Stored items
_ _ _ _ _

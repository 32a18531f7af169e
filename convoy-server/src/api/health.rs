//! Health Check API Handler

use axum::{http::StatusCode, response::IntoResponse};

/// GET /health
pub async fn health_check() -> impl IntoResponse {
    (StatusCode::OK, "OK")
}
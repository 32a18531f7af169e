//! Lease reaper
//!
//! Background task that hands jobs with expired leases back to the queue and
//! drops finished jobs from memory once their retention window has passed.

use chrono::Utc;
use std::sync::Arc;
use std::time::Duration;
use tokio::task::JoinHandle;
use tokio_util::sync::CancellationToken;
use tracing::{debug, info};

use crate::queue::Queue;

/// Default period between two sweeps
pub const DEFAULT_REAP_INTERVAL: Duration = Duration::from_secs(5);

/// Starts the reaper; it sweeps every `interval` until `shutdown` fires
pub fn spawn_reaper(
    queue: Arc<Queue>,
    interval: Duration,
    shutdown: CancellationToken,
) -> JoinHandle<()> {
    tokio::spawn(async move {
        info!("Lease reaper started (interval={interval:?})");
        let mut ticker = tokio::time::interval(interval);
        ticker.set_missed_tick_behavior(tokio::time::MissedTickBehavior::Delay);

        loop {
            tokio::select! {
                _ = shutdown.cancelled() => {
                    info!("Lease reaper stopped");
                    break;
                }
                _ = ticker.tick() => {
                    let now = Utc::now();
                    let reclaimed = queue.reap_expired(now).await;
                    if reclaimed.is_empty() {
                        debug!("Lease sweep found nothing to reclaim");
                    } else {
                        info!("Lease sweep reclaimed {} job(s)", reclaimed.len());
                    }
                    queue.evict_finished(now);
                }
            }
        }
    })
}
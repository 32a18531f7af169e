//! In-memory storage

use async_trait::async_trait;
use convoy_core::domain::artifact::Artifact;
use convoy_core::domain::job::Job;
use convoy_core::domain::log::LogLine;
use convoy_core::domain::state::ExecutionState;
use std::collections::{BTreeMap, HashMap};
use std::sync::Mutex;
use uuid::Uuid;

use super::{Storage, StorageError};

/// Storage kept in process memory
///
/// Used when no database is configured and throughout the tests.
#[derive(Default)]
pub struct MemoryStorage {
    inner: Mutex<Inner>,
}

#[derive(Default)]
struct Inner {
    jobs: HashMap<Uuid, Job>,
    logs: HashMap<Uuid, BTreeMap<(String, u64), LogLine>>,
    artifacts: HashMap<(Uuid, String), (Artifact, Vec<u8>)>,
}

impl MemoryStorage {
    pub fn new() -> Self {
        Self::default()
    }

    fn lock(&self) -> std::sync::MutexGuard<'_, Inner> {
        self.inner.lock().unwrap_or_else(|e| e.into_inner())
    }
}

#[async_trait]
impl Storage for MemoryStorage {
    async fn persist_job(&self, job: &Job) -> Result<(), StorageError> {
        self.lock().jobs.insert(job.id, job.clone());
        Ok(())
    }

    async fn persist_execution_state(
        &self,
        job_id: Uuid,
        state: &ExecutionState,
    ) -> Result<(), StorageError> {
        if let Some(job) = self.lock().jobs.get_mut(&job_id) {
            job.state = Some(state.clone());
        }
        Ok(())
    }

    async fn persist_log_lines(
        &self,
        job_id: Uuid,
        lines: &[LogLine],
    ) -> Result<(), StorageError> {
        let mut inner = self.lock();
        let stored = inner.logs.entry(job_id).or_default();
        for line in lines {
            stored
                .entry((line.step.clone(), line.number))
                .or_insert_with(|| line.clone());
        }
        Ok(())
    }

    async fn persist_artifact(&self, artifact: &Artifact, data: &[u8]) -> Result<(), StorageError> {
        self.lock()
            .artifacts
            .entry((artifact.job_id, artifact.step.clone()))
            .or_insert_with(|| (artifact.clone(), data.to_vec()));
        Ok(())
    }

    async fn discard_output(&self, job_id: Uuid) -> Result<(), StorageError> {
        let mut inner = self.lock();
        inner.logs.remove(&job_id);
        inner.artifacts.retain(|(id, _), _| *id != job_id);
        Ok(())
    }

    async fn find_job(&self, id: Uuid) -> Result<Option<Job>, StorageError> {
        Ok(self.lock().jobs.get(&id).cloned())
    }

    async fn logs(&self, job_id: Uuid) -> Result<Vec<LogLine>, StorageError> {
        Ok(self
            .lock()
            .logs
            .get(&job_id)
            .map(|lines| lines.values().cloned().collect())
            .unwrap_or_default())
    }

    async fn artifacts(&self, job_id: Uuid) -> Result<Vec<Artifact>, StorageError> {
        let mut artifacts: Vec<Artifact> = self
            .lock()
            .artifacts
            .iter()
            .filter(|((id, _), _)| *id == job_id)
            .map(|(_, (artifact, _))| artifact.clone())
            .collect();
        artifacts.sort_by(|a, b| a.created_at.cmp(&b.created_at));
        Ok(artifacts)
    }

    async fn artifact_data(
        &self,
        job_id: Uuid,
        step: &str,
    ) -> Result<Option<(Artifact, Vec<u8>)>, StorageError> {
        Ok(self
            .lock()
            .artifacts
            .get(&(job_id, step.to_string()))
            .cloned())
    }

    async fn incomplete_jobs(&self) -> Result<Vec<Job>, StorageError> {
        let mut jobs: Vec<Job> = self
            .lock()
            .jobs
            .values()
            .filter(|j| !j.status.is_terminal())
            .cloned()
            .collect();
        jobs.sort_by(|a, b| a.created_at.cmp(&b.created_at));
        Ok(jobs)
    }
}

#[cfg(test)]
mod tests {
    use super::*;
    use chrono::Utc;

    fn line(step: &str, number: u64, message: &str) -> LogLine {
        LogLine {
            step: step.to_string(),
            number,
            offset_secs: 0,
            message: message.to_string(),
        }
    }

    #[tokio::test]
    async fn test_log_lines_are_idempotent() {
        let storage = MemoryStorage::new();
        let job_id = Uuid::new_v4();

        storage
            .persist_log_lines(job_id, &[line("build", 0, "a"), line("build", 1, "b")])
            .await
            .unwrap();
        storage
            .persist_log_lines(job_id, &[line("build", 1, "retried"), line("build", 2, "c")])
            .await
            .unwrap();

        let logs = storage.logs(job_id).await.unwrap();
        let messages: Vec<&str> = logs.iter().map(|l| l.message.as_str()).collect();
        assert_eq!(messages, vec!["a", "b", "c"]);
    }

    #[tokio::test]
    async fn test_first_artifact_upload_wins() {
        let storage = MemoryStorage::new();
        let artifact = Artifact {
            job_id: Uuid::new_v4(),
            step: "build".to_string(),
            name: "report.xml".to_string(),
            mime: "application/xml".to_string(),
            size: 3,
            created_at: Utc::now(),
        };

        storage.persist_artifact(&artifact, b"one").await.unwrap();
        storage.persist_artifact(&artifact, b"two").await.unwrap();

        let (_, data) = storage
            .artifact_data(artifact.job_id, "build")
            .await
            .unwrap()
            .unwrap();
        assert_eq!(data, b"one");
        assert_eq!(storage.artifacts(artifact.job_id).await.unwrap().len(), 1);
    }

    #[tokio::test]
    async fn test_discard_output_only_touches_one_job() {
        let storage = MemoryStorage::new();
        let kept = Uuid::new_v4();
        let dropped = Uuid::new_v4();

        for job_id in [kept, dropped] {
            storage
                .persist_log_lines(job_id, &[line("build", 0, "out")])
                .await
                .unwrap();
            let artifact = Artifact {
                job_id,
                step: "build".to_string(),
                name: "out.txt".to_string(),
                mime: "text/plain".to_string(),
                size: 3,
                created_at: Utc::now(),
            };
            storage.persist_artifact(&artifact, b"out").await.unwrap();
        }

        storage.discard_output(dropped).await.unwrap();

        assert!(storage.logs(dropped).await.unwrap().is_empty());
        assert!(storage.artifacts(dropped).await.unwrap().is_empty());
        assert_eq!(storage.logs(kept).await.unwrap().len(), 1);
        assert_eq!(storage.artifacts(kept).await.unwrap().len(), 1);
    }
}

_ _ _ _ _

• _PROBLEM DETAILS_:
Up to and including the line with "window has passed.", write out the records above exactly, starting from their first line.

• _SOLVED PROBLEM_:
repository 32a18531f7af169e
filename convoy-server/src/api/health.rs
//! Health Check API Handler

use axum::{http::StatusCode, response::IntoResponse};

/// GET /health
pub async fn health_check() -> impl IntoResponse {
    (StatusCode::OK, "OK")
}
repository 32a18531f7af169e
//! Lease reaper
//!
//! Background task that hands jobs with expired leases back to the queue and
//! drops finished jobs from memory once their retention window has passed.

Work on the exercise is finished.